The fifth panel on space opened with a paper by TIM COLE (Bristol) on Holocaust geographies. Building on his previous work, Cole focused on survivor Helen Farkas’s retelling of space and her survival strategies within the camp system. His paper extended our knowledge of Nazi spatiality and called for studies of movements between camps and ghettos.

NIKITA HOCK (Bern) singled out one of these spatial survival strategies: hiding in attics and rural areas in Eastern Europe during the war. In particular, Hock focused on descriptions of sound, which help refine our understanding of relationships among hidden Jews and rural communities. Both papers prompted a lively discussion about relational and mental geographies, bodies, perceptions, and survival rooted in specific spaces. The participants agreed that social histories of persecution should combine all these spatial aspects into what Cole dubbed “multi-scalar narratives.”

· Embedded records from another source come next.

//! Schema versioning and integrity verification for trip logbook databases.
//!
//! This crate works against any [`RowStore`](triplog_core::RowStore) and
//! provides:
//!
//! - **Migration**: the [`MigrationChain`] of released schema versions and
//!   the [`MigrationEngine`] that walks a store (or a fresh copy of a
//!   database file) up to [`CURRENT_VERSION`]
//! - **Verification**: the [`Verifier`], running physical, master-data and
//!   transactional-data checks and reporting
//!   [`FailedItem`](triplog_core::FailedItem)s
//! - **Settings**: [`CurrentSettings`], the cached current vehicle, driver
//!   and area
//! - **Configuration**: YAML-backed [`EngineConfig`]
//!
//! # Quick start
//!
//! ```ignore
//! use triplog_engine::{MigrationEngine, VerificationLevel, Verifier, read_schema_version};
//!
//! let engine = MigrationEngine::standard()?;
//! let from = read_schema_version(&store)?;
//! engine.upgrade_to_current(&store, from, false)?;
//!
//! let mut verifier = Verifier::new(&store);
//! if let Some(level) = verifier.verify(VerificationLevel::TransactionalData)? {
//!     eprintln!("failed at {level}: {} problems", verifier.failed_items().len());
//! }
//! ```

pub mod cache;
pub mod chain;
pub mod config;
pub mod error;
pub mod migration;
pub mod script;
pub mod settings;
pub mod verify;

#[cfg(test)]
mod testing;

pub use cache::{Cached, ObjectCache, ObjectCaches};
pub use chain::{CURRENT_VERSION, MIN_UPGRADABLE_VERSION, MigrationChain, MigrationStep};
pub use config::{EngineConfig, MigrationConfig, VerifyConfig};
pub use error::{EngineError, Result};
pub use migration::{
    HISTORY_TABLE, METADATA_TABLE, MigrationEngine, SCHEMA_VERSION_FIELD, SchemaStatus,
    UpgradeRecord, UpgradeReport, read_schema_version, upgrade_history,
};
pub use script::{ScriptStats, apply_script};
pub use settings::{CurrentSettings, SETTINGS_TABLE, SettingKey};
pub use verify::{VERIFY_OK, VerificationLevel, Verifier};
impl Record {
    pub fn kind(&self) -> RecordKind {
        match self {
            Record::VehicleMake(_) => RecordKind::VehicleMake,
            Record::Vehicle(_) => RecordKind::Vehicle,
            Record::Person(_) => RecordKind::Person,
            Record::GeoArea(_) => RecordKind::GeoArea,
            Record::Location(_) => RecordKind::Location,
            Record::ViaRoute(_) => RecordKind::ViaRoute,
            Record::GasBrandGrade(_) => RecordKind::GasBrandGrade,
            Record::FreqTrip(_) => RecordKind::FreqTrip,
            Record::FreqTripStop(_) => RecordKind::FreqTripStop,
            Record::Trip(_) => RecordKind::Trip,
            Record::TripStop(_) => RecordKind::TripStop,
            Record::TripStopGas(_) => RecordKind::TripStopGas,
        }
    }

    pub fn id(&self) -> i64 {
        match self {
            Record::VehicleMake(r) => r.id,
            Record::Vehicle(r) => r.id,
            Record::Person(r) => r.id,
            Record::GeoArea(r) => r.id,
            Record::Location(r) => r.id,
            Record::ViaRoute(r) => r.id,
            Record::GasBrandGrade(r) => r.id,
            Record::FreqTrip(r) => r.id,
            Record::FreqTripStop(r) => r.id,
            Record::Trip(r) => r.id,
            Record::TripStop(r) => r.id,
            Record::TripStopGas(r) => r.id,
        }
    }
}

impl fmt::Display for Record {
    fn fmt(&self, f: &mut fmt::Formatter<'_>) -> fmt::Result {
        write!(f, "{} {}", self.kind(), self.id())
    }
}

The last panel on violence as a social process featured JASON TINGLER (Marion, Ohio), who made a case for multipolar perspectives on Chełm’s multiethnic society during the war. The general breakdown of social norms resulted in mutual killings between ethnic Poles and Ukrainians, the hunting down of Soviet prisoners of war, and robberies of local populations by partisans.

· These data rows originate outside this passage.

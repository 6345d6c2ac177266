//! [`RowStore`] implementation over a `rusqlite` connection.
//!
//! # Example
//!
//! ```no_run
//! use triplog_core::{RowStore, Value};
//! use triplog_sqlite::SqliteStore;
//!
//! let store = SqliteStore::open("logbook.db").unwrap();
//! assert!(store.physical_integrity_check().unwrap().is_none());
//! let id = store.insert("geoarea", &[("aname", Value::from("Home"))]).unwrap();
//! assert!(store.get_row("geoarea", id, &["_id", "aname"]).unwrap().is_some());
//! ```

use std::io::BufRead;
use std::path::{Path, PathBuf};

use rusqlite::{Connection, ErrorCode, params_from_iter};
use tracing::debug;
use triplog_core::{Row, RowQuery, RowStore, SchemaVersion, StoreError, Value};

use crate::convert::{read_row, to_sql};
use crate::error::{Result, SqliteError};
use crate::schema::{delete_sql, insert_sql, select_by_id_sql, select_sql, update_sql};
use crate::scripts::{ScriptSource, script_name};

/// A logbook database file (or in-memory database) behind the [`RowStore`] contract.
///
/// Opening performs no reads, so a damaged file can still be opened and then
/// diagnosed with [`RowStore::physical_integrity_check`].
pub struct SqliteStore {
    conn: Option<Connection>,
    owner: Option<PathBuf>,
    scripts: ScriptSource,
}

impl SqliteStore {
    /// Opens (creating if needed) the database file at `path`.
    ///
    /// # Errors
    ///
    /// Returns [`SqliteError::DatabaseError`] if SQLite cannot open the file.
    pub fn open(path: impl AsRef<Path>) -> Result<Self> {
        let path = path.as_ref();
        let conn = Connection::open(path)?;
        // Canonicalize after opening: the file exists by now.
        let owner = std::fs::canonicalize(path).ok();
        debug!(path = %path.display(), "Opened logbook database");
        Ok(Self {
            conn: Some(conn),
            owner,
            scripts: ScriptSource::default(),
        })
    }

    /// Opens a private in-memory database. It has no owner.
    pub fn open_in_memory() -> Result<Self> {
        Ok(Self {
            conn: Some(Connection::open_in_memory()?),
            owner: None,
            scripts: ScriptSource::default(),
        })
    }

    /// Replaces the script source (bundled by default).
    pub fn with_scripts(mut self, scripts: ScriptSource) -> Self {
        self.scripts = scripts;
        self
    }

    pub fn scripts(&self) -> &ScriptSource {
        &self.scripts
    }

    /// Returns the underlying connection.
    ///
    /// # Errors
    ///
    /// Returns [`SqliteError::Closed`] after [`RowStore::close`].
    pub fn connection(&self) -> Result<&Connection> {
        self.conn.as_ref().ok_or(SqliteError::Closed)
    }

    /// Reads the storage-native version stamp (`PRAGMA user_version`).
    pub fn native_version(&self) -> Result<SchemaVersion> {
        let version: i32 = self
            .connection()?
            .query_row("PRAGMA user_version", [], |row| row.get(0))?;
        Ok(SchemaVersion::new(version))
    }

    fn query_one(&self, table: &str, id: i64, fields: &[&str]) -> Result<Option<Row>> {
        let conn = self.connection()?;
        let mut stmt = conn.prepare(&select_by_id_sql(table, fields)?)?;
        let mut rows = stmt.query([id])?;
        match rows.next()? {
            Some(row) => Ok(Some(read_row(table, fields, row)?)),
            None => Ok(None),
        }
    }

    fn query_many(&self, query: &RowQuery) -> Result<Vec<Row>> {
        let conn = self.connection()?;
        let mut stmt = conn.prepare(&select_sql(query)?)?;
        let mut rows = stmt.query(params_from_iter(query.where_args.iter().map(to_sql)))?;
        let mut out = Vec::new();
        while let Some(row) = rows.next()? {
            out.push(read_row(query.table, query.fields, row)?);
        }
        Ok(out)
    }

    fn insert_row(&self, table: &str, values: &[(&str, Value)]) -> Result<i64> {
        let conn = self.connection()?;
        let fields: Vec<&str> = values.iter().map(|(field, _)| *field).collect();
        let mut stmt = conn.prepare(&insert_sql(table, &fields)?)?;
        stmt.execute(params_from_iter(values.iter().map(|(_, v)| to_sql(v))))?;
        Ok(conn.last_insert_rowid())
    }

    fn update_row(&self, table: &str, id: i64, values: &[(&str, Value)]) -> Result<usize> {
        let conn = self.connection()?;
        let fields: Vec<&str> = values.iter().map(|(field, _)| *field).collect();
        let mut stmt = conn.prepare(&update_sql(table, &fields)?)?;
        let params = values
            .iter()
            .map(|(_, v)| to_sql(v))
            .chain(std::iter::once(rusqlite::types::Value::Integer(id)));
        Ok(stmt.execute(params_from_iter(params))?)
    }

    fn delete_row(&self, table: &str, id: i64) -> Result<usize> {
        let conn = self.connection()?;
        Ok(conn.execute(&delete_sql(table)?, [id])?)
    }

    fn integrity_check(&self) -> Result<Option<String>> {
        let conn = self.connection()?;
        match integrity_lines(conn) {
            Ok(lines) if lines.len() == 1 && lines[0] == "ok" => Ok(None),
            Ok(lines) if lines.is_empty() => Ok(Some("integrity check returned no rows".into())),
            Ok(lines) => Ok(Some(lines.join("\n"))),
            // A file that is not a database at all, or is corrupt past the
            // point of running the check, is a diagnostic, not a store failure.
            Err(rusqlite::Error::SqliteFailure(err, msg))
                if matches!(err.code, ErrorCode::NotADatabase | ErrorCode::DatabaseCorrupt) =>
            {
                Ok(Some(msg.unwrap_or_else(|| err.to_string())))
            }
            Err(e) => Err(e.into()),
        }
    }
}

fn integrity_lines(conn: &Connection) -> rusqlite::Result<Vec<String>> {
    let mut stmt = conn.prepare("PRAGMA integrity_check")?;
    let lines = stmt
        .query_map([], |row| row.get::<_, String>(0))?
        .collect::<rusqlite::Result<Vec<_>>>()?;
    Ok(lines)
}

impl RowStore for SqliteStore {
    fn get_row(
        &self,
        table: &str,
        id: i64,
        fields: &[&str],
    ) -> std::result::Result<Option<Row>, StoreError> {
        Ok(self.query_one(table, id, fields)?)
    }

    fn get_rows(&self, query: &RowQuery) -> std::result::Result<Vec<Row>, StoreError> {
        Ok(self.query_many(query)?)
    }

    fn insert(&self, table: &str, values: &[(&str, Value)]) -> std::result::Result<i64, StoreError> {
        Ok(self.insert_row(table, values)?)
    }

    fn update(
        &self,
        table: &str,
        id: i64,
        values: &[(&str, Value)],
    ) -> std::result::Result<usize, StoreError> {
        Ok(self.update_row(table, id, values)?)
    }

    fn delete(&self, table: &str, id: i64) -> std::result::Result<usize, StoreError> {
        Ok(self.delete_row(table, id)?)
    }

    fn exec_raw(&self, sql: &str) -> std::result::Result<(), StoreError> {
        let conn = self.connection()?;
        conn.execute_batch(sql).map_err(SqliteError::from)?;
        Ok(())
    }

    fn physical_integrity_check(&self) -> std::result::Result<Option<String>, StoreError> {
        Ok(self.integrity_check()?)
    }

    fn owner(&self) -> Option<&Path> {
        self.owner.as_deref()
    }

    fn script_name(&self, version: SchemaVersion) -> String {
        script_name(version)
    }

    fn upgrade_script(
        &self,
        version: SchemaVersion,
    ) -> std::result::Result<Option<Box<dyn BufRead + '_>>, StoreError> {
        self.connection()?;
        let script = self.scripts.open(version)?;
        Ok(script.map(|reader| reader as Box<dyn BufRead + '_>))
    }

    fn close(&mut self) -> std::result::Result<(), StoreError> {
        if let Some(conn) = self.conn.take() {
            conn.close().map_err(|(_, e)| SqliteError::from(e))?;
            debug!("Closed logbook database");
        }
        Ok(())
    }
}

Finally, CHRISTOPH DIECKMANN (Bern) reflected on sound to better approach Jews’ lived experiences. Singling out various survivors’ depictions of sound, he concerned himself with this “fundamental and unsolvable tension” between narration and silence. The two papers prompted participants to consider temporalities, such as day and night, and methods to reconstruct past sounds.

In the final discussion, Moritz Feichtinger (Bern) pulled together these diverse threads. Violence as a social action challenges us to rethink how we incorporate class, age, and gender into our case studies. Meanwhile, concepts such as norms, gender, margins, topography, agency, family, and kinship now firmly belong to our toolboxes. Feichtinger noted that future work would need to study age, bodies (which were not mentioned explicitly before the fourth panel), territory, and technology. Undoubtedly, the intriguing role of silence will attract more attention as well. Anna Hájková and Masha Cerovic equally highlighted the importance of intersectionality, semantics, and speakability. Several participants noted the collective wish to enlarge the focus from the Holocaust to other instances of persecution, but, perhaps inevitably, the conference kept going back to the Nazi genocide. In the end, this should not be seen as a flaw but as an invitation. On the one hand, Holocaust studies have reached such a degree of sophistication that the field as a whole will inspire other social histories of persecution. On the other hand, the sheer diversity of persecution contexts requires that theoretical frameworks from gender and queer studies, and the imperative to study social groups together, be more fully incorporated into Holocaust studies. The conference concluded with the possibility to publish an edited volume, which would help further disseminate these fascinating insights into violence and persecution.

Conference overview:

Welcome and introduction

Labor

Chair: Natalia Aleksiun (Touro College, New York)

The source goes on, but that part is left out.